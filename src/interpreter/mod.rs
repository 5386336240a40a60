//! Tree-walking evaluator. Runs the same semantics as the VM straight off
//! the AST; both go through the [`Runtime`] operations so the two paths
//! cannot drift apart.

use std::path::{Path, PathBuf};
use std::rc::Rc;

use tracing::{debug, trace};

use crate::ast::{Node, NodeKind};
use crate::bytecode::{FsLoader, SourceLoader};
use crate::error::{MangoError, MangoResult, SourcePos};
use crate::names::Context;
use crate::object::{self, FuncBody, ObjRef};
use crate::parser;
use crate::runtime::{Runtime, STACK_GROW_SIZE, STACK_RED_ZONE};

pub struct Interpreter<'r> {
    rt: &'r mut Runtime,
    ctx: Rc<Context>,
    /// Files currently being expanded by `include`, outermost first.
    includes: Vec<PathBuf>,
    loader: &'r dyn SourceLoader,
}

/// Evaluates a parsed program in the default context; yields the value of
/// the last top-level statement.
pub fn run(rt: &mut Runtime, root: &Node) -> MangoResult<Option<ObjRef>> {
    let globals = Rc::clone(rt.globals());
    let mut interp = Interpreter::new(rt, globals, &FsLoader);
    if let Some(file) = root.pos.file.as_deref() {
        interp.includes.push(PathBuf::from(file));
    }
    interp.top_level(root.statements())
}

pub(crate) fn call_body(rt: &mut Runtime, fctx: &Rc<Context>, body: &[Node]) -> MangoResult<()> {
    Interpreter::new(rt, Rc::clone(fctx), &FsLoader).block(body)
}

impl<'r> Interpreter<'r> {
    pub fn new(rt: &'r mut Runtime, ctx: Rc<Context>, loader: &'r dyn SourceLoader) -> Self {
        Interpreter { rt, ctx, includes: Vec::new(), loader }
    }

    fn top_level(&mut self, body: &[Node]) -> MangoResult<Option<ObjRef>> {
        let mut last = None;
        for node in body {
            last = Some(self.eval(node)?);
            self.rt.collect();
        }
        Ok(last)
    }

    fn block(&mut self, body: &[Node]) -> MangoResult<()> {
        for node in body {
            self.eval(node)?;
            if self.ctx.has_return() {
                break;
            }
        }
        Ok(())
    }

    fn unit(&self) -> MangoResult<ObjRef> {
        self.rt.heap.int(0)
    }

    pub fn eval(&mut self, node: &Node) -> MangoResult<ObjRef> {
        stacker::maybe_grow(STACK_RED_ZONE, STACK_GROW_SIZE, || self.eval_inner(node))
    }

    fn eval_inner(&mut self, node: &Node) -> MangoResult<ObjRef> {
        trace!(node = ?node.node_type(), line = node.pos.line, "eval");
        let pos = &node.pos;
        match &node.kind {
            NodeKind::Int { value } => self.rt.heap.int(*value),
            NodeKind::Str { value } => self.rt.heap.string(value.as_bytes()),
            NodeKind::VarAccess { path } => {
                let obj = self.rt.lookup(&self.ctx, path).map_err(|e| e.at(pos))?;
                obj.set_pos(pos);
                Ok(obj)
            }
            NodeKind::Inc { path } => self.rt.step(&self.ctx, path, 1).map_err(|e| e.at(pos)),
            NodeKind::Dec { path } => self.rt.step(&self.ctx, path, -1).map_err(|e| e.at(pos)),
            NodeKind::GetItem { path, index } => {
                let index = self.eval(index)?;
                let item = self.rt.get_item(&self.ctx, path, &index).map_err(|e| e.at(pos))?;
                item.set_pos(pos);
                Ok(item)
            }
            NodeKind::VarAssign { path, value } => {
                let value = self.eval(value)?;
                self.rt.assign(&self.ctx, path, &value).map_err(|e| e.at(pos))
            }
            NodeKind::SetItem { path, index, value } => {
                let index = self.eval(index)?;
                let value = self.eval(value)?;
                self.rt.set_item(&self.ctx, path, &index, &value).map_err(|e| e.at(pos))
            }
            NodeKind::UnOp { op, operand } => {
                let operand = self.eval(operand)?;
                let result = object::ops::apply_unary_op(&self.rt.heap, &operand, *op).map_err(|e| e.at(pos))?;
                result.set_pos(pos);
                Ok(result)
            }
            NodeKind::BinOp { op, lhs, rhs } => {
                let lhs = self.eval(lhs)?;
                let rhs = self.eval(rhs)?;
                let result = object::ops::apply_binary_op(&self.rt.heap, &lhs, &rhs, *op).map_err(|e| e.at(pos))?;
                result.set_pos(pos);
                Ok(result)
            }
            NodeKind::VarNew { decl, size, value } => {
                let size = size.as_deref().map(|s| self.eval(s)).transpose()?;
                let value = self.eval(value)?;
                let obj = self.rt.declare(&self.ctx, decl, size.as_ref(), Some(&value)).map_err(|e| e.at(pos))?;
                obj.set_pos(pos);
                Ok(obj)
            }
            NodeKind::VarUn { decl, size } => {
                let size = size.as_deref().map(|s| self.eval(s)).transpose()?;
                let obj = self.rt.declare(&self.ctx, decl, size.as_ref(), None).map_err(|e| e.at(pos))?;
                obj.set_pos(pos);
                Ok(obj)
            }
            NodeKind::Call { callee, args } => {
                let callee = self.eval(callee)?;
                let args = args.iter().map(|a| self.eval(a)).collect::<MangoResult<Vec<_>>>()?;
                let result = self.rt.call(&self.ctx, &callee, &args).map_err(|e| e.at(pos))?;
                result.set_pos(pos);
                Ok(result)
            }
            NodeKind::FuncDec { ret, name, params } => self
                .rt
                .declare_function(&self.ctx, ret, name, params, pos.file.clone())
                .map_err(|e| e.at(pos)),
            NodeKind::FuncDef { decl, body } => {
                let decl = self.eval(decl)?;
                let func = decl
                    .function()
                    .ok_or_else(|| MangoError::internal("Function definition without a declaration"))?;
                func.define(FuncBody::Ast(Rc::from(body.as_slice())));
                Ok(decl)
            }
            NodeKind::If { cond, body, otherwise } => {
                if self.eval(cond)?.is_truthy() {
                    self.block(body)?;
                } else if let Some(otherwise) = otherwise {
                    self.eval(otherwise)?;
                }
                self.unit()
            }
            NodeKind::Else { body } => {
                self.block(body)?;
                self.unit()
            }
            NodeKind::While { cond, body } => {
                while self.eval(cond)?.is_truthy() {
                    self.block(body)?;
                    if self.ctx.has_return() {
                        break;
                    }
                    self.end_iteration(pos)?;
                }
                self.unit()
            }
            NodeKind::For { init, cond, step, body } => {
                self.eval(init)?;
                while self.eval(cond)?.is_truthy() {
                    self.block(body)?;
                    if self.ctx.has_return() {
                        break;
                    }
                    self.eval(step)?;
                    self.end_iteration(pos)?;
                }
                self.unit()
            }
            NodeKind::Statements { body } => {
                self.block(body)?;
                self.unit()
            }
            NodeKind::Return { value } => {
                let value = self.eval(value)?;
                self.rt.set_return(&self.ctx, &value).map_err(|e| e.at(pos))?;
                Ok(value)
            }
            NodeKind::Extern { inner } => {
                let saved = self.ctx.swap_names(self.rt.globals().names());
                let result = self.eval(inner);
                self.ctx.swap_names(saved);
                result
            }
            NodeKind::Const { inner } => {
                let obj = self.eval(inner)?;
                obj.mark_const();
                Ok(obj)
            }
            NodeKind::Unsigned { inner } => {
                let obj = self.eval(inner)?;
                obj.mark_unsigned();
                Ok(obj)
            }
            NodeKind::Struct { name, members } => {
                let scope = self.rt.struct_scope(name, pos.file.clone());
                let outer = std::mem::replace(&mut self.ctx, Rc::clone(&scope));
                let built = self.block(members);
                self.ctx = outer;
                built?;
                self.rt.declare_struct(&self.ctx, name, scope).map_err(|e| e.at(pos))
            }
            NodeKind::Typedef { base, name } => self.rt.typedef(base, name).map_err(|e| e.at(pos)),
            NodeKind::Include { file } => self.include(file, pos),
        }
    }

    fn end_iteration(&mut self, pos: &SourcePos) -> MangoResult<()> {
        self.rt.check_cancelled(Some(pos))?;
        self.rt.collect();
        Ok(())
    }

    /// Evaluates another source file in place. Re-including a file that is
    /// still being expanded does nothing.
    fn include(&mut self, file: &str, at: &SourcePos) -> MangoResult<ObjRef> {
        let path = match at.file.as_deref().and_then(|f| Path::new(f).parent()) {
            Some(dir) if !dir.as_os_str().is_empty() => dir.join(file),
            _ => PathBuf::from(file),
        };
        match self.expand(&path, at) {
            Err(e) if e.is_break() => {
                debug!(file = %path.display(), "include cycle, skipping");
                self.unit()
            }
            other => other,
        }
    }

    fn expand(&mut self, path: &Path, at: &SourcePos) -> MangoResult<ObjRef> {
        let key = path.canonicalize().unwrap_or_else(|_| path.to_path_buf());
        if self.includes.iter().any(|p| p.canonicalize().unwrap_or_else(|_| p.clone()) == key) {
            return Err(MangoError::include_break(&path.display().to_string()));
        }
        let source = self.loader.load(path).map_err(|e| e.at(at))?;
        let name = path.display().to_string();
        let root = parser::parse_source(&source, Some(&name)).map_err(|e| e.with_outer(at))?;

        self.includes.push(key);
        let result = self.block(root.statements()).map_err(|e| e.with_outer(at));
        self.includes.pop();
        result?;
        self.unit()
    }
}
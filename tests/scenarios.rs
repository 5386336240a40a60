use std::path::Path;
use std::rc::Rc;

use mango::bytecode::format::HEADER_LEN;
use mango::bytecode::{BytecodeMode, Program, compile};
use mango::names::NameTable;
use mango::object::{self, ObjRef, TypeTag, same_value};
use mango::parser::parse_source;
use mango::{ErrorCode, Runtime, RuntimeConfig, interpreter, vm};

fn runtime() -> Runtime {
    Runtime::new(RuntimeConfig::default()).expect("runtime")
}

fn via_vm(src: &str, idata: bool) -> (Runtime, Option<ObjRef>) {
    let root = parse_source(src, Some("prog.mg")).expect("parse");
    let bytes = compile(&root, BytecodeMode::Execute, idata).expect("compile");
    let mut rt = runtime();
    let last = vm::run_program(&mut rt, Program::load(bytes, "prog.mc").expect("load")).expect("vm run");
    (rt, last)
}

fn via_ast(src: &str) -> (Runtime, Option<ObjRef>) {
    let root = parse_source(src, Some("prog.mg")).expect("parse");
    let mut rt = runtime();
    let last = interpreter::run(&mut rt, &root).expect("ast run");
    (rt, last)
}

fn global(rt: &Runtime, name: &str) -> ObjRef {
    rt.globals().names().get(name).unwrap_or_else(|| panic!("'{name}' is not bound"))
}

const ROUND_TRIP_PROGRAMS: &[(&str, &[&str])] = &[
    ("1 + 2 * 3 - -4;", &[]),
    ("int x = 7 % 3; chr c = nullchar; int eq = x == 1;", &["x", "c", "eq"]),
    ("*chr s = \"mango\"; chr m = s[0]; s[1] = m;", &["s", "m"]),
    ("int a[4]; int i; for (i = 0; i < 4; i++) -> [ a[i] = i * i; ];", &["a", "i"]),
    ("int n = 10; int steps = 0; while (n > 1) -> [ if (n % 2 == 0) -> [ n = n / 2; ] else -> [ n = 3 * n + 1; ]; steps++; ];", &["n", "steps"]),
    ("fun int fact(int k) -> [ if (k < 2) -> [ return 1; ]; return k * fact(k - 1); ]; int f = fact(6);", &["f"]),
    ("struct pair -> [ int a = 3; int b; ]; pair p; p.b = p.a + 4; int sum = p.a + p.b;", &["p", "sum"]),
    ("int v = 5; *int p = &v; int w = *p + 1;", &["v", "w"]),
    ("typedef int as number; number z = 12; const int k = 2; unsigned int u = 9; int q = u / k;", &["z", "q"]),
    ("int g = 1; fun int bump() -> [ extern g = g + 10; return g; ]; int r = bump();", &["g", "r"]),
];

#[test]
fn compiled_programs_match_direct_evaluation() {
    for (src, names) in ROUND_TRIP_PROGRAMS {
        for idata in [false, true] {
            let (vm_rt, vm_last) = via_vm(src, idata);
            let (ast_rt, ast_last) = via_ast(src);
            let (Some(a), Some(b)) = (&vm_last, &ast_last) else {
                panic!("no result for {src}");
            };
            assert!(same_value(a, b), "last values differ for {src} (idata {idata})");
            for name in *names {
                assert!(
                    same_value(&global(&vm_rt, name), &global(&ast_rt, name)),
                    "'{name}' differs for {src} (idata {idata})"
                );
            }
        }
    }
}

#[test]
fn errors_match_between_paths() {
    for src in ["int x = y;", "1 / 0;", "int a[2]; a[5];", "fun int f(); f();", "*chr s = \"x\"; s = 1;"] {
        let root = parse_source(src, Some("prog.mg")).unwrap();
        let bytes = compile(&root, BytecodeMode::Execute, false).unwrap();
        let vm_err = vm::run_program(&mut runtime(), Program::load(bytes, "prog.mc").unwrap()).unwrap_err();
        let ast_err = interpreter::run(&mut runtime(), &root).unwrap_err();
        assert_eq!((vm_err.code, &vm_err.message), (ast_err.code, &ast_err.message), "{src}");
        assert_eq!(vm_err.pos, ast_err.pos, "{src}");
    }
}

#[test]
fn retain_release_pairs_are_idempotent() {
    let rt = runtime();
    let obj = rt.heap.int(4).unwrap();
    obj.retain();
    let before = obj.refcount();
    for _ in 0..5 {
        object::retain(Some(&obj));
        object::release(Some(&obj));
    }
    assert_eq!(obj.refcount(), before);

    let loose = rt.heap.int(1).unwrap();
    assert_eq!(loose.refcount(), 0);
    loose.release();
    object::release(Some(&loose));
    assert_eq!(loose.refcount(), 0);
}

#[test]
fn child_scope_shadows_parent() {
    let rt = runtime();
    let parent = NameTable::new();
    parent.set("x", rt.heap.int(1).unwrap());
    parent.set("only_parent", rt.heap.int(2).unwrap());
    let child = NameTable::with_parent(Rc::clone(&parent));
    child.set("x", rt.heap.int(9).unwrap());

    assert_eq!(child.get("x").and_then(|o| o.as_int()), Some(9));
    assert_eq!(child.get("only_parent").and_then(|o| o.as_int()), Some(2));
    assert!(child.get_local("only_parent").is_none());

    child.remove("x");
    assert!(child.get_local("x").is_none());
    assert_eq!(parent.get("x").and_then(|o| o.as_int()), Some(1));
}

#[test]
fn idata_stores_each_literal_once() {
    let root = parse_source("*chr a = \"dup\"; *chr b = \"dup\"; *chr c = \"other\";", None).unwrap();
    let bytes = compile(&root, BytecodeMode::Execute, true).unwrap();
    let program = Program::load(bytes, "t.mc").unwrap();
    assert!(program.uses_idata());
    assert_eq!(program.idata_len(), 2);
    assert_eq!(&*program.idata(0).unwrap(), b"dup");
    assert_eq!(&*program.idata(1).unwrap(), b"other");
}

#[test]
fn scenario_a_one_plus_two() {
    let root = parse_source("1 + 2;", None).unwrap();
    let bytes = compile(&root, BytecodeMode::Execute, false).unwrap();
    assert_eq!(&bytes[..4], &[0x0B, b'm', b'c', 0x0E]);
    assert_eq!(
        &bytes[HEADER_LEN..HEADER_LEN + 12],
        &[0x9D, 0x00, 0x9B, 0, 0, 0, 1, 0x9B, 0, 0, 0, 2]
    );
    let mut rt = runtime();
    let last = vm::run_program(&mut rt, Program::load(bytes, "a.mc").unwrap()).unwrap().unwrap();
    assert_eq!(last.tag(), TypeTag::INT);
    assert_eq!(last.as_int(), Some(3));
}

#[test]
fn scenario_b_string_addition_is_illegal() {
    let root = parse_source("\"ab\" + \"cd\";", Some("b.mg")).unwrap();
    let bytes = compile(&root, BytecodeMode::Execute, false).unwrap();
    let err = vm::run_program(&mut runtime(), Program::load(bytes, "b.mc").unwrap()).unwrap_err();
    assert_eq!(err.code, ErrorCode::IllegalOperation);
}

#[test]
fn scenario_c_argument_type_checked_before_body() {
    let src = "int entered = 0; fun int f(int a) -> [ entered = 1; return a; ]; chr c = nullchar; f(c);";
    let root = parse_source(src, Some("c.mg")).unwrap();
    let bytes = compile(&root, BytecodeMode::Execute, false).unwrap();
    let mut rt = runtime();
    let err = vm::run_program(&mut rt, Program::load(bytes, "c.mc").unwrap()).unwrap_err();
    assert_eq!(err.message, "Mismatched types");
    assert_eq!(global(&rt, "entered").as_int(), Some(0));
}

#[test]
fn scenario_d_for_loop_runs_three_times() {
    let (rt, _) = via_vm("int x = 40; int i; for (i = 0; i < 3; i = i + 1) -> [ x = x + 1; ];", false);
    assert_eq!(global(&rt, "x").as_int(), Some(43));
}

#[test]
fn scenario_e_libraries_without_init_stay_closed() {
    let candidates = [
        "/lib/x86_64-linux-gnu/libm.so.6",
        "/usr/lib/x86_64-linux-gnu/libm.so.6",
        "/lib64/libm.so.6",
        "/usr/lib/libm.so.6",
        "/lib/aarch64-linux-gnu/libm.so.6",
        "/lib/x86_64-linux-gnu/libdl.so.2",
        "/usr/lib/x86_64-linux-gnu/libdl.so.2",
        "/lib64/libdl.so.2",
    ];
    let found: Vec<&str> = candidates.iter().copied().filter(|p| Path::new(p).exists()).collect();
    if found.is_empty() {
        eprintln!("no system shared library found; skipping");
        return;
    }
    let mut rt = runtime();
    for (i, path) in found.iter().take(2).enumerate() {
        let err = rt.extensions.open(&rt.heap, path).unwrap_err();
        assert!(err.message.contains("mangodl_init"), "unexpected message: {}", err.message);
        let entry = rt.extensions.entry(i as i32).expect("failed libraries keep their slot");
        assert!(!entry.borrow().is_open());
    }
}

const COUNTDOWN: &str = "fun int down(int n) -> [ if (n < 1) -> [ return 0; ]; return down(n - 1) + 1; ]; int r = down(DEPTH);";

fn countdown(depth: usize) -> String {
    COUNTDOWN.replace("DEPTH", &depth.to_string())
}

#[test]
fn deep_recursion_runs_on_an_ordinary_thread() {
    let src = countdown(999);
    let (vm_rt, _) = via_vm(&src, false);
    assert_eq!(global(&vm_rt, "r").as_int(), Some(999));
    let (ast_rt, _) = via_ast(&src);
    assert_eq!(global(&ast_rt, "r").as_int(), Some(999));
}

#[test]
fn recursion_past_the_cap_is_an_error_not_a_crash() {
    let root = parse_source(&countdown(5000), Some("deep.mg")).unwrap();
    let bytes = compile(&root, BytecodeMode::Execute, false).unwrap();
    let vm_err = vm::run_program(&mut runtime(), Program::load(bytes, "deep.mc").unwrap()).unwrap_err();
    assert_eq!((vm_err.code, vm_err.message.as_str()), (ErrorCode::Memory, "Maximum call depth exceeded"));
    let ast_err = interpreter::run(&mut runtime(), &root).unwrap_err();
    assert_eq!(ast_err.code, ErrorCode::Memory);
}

**TASK BRIEF**
In the listing above, find the line with "self.rt.declare_struct(&self.ctx, name, scope).map_err(|e|" and the line with "fn expand(&mut self, path: &Path, at: &SourcePos)", then print exactly those two lines and every line between them, and nothing more.

**RESPONSE TO THIS EXERCISE**
                self.rt.declare_struct(&self.ctx, name, scope).map_err(|e| e.at(pos))
            }
            NodeKind::Typedef { base, name } => self.rt.typedef(base, name).map_err(|e| e.at(pos)),
            NodeKind::Include { file } => self.include(file, pos),
        }
    }

    fn end_iteration(&mut self, pos: &SourcePos) -> MangoResult<()> {
        self.rt.check_cancelled(Some(pos))?;
        self.rt.collect();
        Ok(())
    }

    /// Evaluates another source file in place. Re-including a file that is
    /// still being expanded does nothing.
    fn include(&mut self, file: &str, at: &SourcePos) -> MangoResult<ObjRef> {
        let path = match at.file.as_deref().and_then(|f| Path::new(f).parent()) {
            Some(dir) if !dir.as_os_str().is_empty() => dir.join(file),
            _ => PathBuf::from(file),
        };
        match self.expand(&path, at) {
            Err(e) if e.is_break() => {
                debug!(file = %path.display(), "include cycle, skipping");
                self.unit()
            }
            other => other,
        }
    }

    fn expand(&mut self, path: &Path, at: &SourcePos) -> MangoResult<ObjRef> {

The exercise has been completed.